### MATERIAL FOR THE TASK
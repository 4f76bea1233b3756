//! Text syntax for terms.
//!
//! ```text
//! ?Name            variable         _            anonymous variable
//! "text" 'text'    string           12  -3  2.5  numbers
//! 01:30:00         time span        true false   booleans
//! ident            string atom      f(a, K: b)   compound, named args
//! [a, b | ?T]      list             {x <Name>}   expression template
//! ```

use std::sync::Arc;

use crate::error::SyntaxError;
use crate::expression::Expression;
use crate::value::Value;

use super::{Argument, CompoundTerm, Term, Variable};

/// Maps variable names of one clause to binding slots.
///
/// Every occurrence of `_` gets its own slot.
#[derive(Debug, Clone, Default)]
pub struct VarTable {
    names: Vec<Arc<str>>,
}

impl VarTable {
    /// An empty table.
    #[must_use]
    pub fn new() -> Self {
        Self::default()
    }

    /// Returns the slot for `name`, allocating one on first use.
    pub fn index_of(&mut self, name: &str) -> usize {
        if name != "_" {
            if let Some(i) = self.lookup(name) {
                return i;
            }
        }
        self.names.push(Arc::from(name));
        self.names.len() - 1
    }

    /// Slot of `name`; `_` never has one.
    #[must_use]
    pub fn lookup(&self, name: &str) -> Option<usize> {
        if name == "_" {
            return None;
        }
        self.names.iter().position(|n| &**n == name)
    }

    /// Builds the variable term for `name`.
    pub fn variable(&mut self, name: &str) -> Variable {
        let index = self.index_of(name);
        Variable::new(Arc::clone(&self.names[index]), index)
    }

    /// Number of slots.
    #[must_use]
    pub fn len(&self) -> usize {
        self.names.len()
    }

    /// True when no variable has been seen.
    #[must_use]
    pub fn is_empty(&self) -> bool {
        self.names.is_empty()
    }

    /// Name of the variable in slot `index`.
    #[must_use]
    pub fn name(&self, index: usize) -> Option<&str> {
        self.names.get(index).map(|n| &**n)
    }

    /// Iterates named (non-anonymous) variables with their slots.
    pub fn iter(&self) -> impl Iterator<Item = (usize, &str)> {
        self.names
            .iter()
            .enumerate()
            .filter(|(_, n)| &***n != "_")
            .map(|(i, n)| (i, &**n))
    }
}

### ABOUT THIS TASK
Each line of the listing needs to be transcribed exactly.

### REPLY TO THE EXERCISE
repository 4f76bea1233b3756
//! Text syntax for terms.
//!
//! ```text
//! ?Name            variable         _            anonymous variable
//! "text" 'text'    string           12  -3  2.5  numbers
//! 01:30:00         time span        true false   booleans
//! ident            string atom      f(a, K: b)   compound, named args
//! [a, b | ?T]      list             {x <Name>}   expression template
//! ```

use std::sync::Arc;

use crate::error::SyntaxError;
use crate::expression::Expression;
use crate::value::Value;

use super::{Argument, CompoundTerm, Term, Variable};

/// Maps variable names of one clause to binding slots.
///
/// Every occurrence of `_` gets its own slot.
#[derive(Debug, Clone, Default)]
pub struct VarTable {
    names: Vec<Arc<str>>,
}

impl VarTable {
    /// An empty table.
    #[must_use]
    pub fn new() -> Self {
        Self::default()
    }

    /// Returns the slot for `name`, allocating one on first use.
    pub fn index_of(&mut self, name: &str) -> usize {
        if name != "_" {
            if let Some(i) = self.lookup(name) {
                return i;
            }
        }
        self.names.push(Arc::from(name));
        self.names.len() - 1
    }

    /// Slot of `name`; `_` never has one.
    #[must_use]
    pub fn lookup(&self, name: &str) -> Option<usize> {
        if name == "_" {
            return None;
        }
        self.names.iter().position(|n| &**n == name)
    }

    /// Builds the variable term for `name`.
    pub fn variable(&mut self, name: &str) -> Variable {
        let index = self.index_of(name);
        Variable::new(Arc::clone(&self.names[index]), index)
    }

    /// Number of slots.
    #[must_use]
    pub fn len(&self) -> usize {
        self.names.len()
    }

    /// True when no variable has been seen.
    #[must_use]
    pub fn is_empty(&self) -> bool {
        self.names.is_empty()
    }

    /// Name of the variable in slot `index`.
    #[must_use]
    pub fn name(&self, index: usize) -> Option<&str> {
        self.names.get(index).map(|n| &**n)
    }

    /// Iterates named (non-anonymous) variables with their slots.
    pub fn iter(&self) -> impl Iterator<Item = (usize, &str)> {
        self.names
            .iter()
            .enumerate()
            .filter(|(_, n)| &***n != "_")
            .map(|(i, n)| (i, &**n))
    }
}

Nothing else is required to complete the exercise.